What to produce.
Every line in the records below with the string "ErrorResponse" is to be copied out.

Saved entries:
━━━━━━━━

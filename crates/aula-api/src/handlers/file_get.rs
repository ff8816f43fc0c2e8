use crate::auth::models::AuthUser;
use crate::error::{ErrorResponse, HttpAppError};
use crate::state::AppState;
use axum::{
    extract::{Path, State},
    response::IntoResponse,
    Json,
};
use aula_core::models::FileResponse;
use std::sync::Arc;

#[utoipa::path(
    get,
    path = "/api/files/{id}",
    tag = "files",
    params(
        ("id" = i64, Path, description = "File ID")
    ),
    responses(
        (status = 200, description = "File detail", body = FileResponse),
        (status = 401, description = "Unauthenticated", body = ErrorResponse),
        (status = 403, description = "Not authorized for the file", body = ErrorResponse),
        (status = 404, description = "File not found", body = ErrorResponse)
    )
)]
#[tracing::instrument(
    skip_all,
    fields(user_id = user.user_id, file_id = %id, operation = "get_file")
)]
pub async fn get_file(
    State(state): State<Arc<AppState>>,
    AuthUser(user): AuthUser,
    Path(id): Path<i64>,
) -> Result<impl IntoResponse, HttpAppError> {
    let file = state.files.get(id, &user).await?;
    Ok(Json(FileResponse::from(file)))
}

━━━━━━━━

Exercise solution.
use crate::error::{ErrorResponse, HttpAppError};
        (status = 401, description = "Unauthenticated", body = ErrorResponse),
        (status = 403, description = "Not authorized for the file", body = ErrorResponse),
        (status = 404, description = "File not found", body = ErrorResponse)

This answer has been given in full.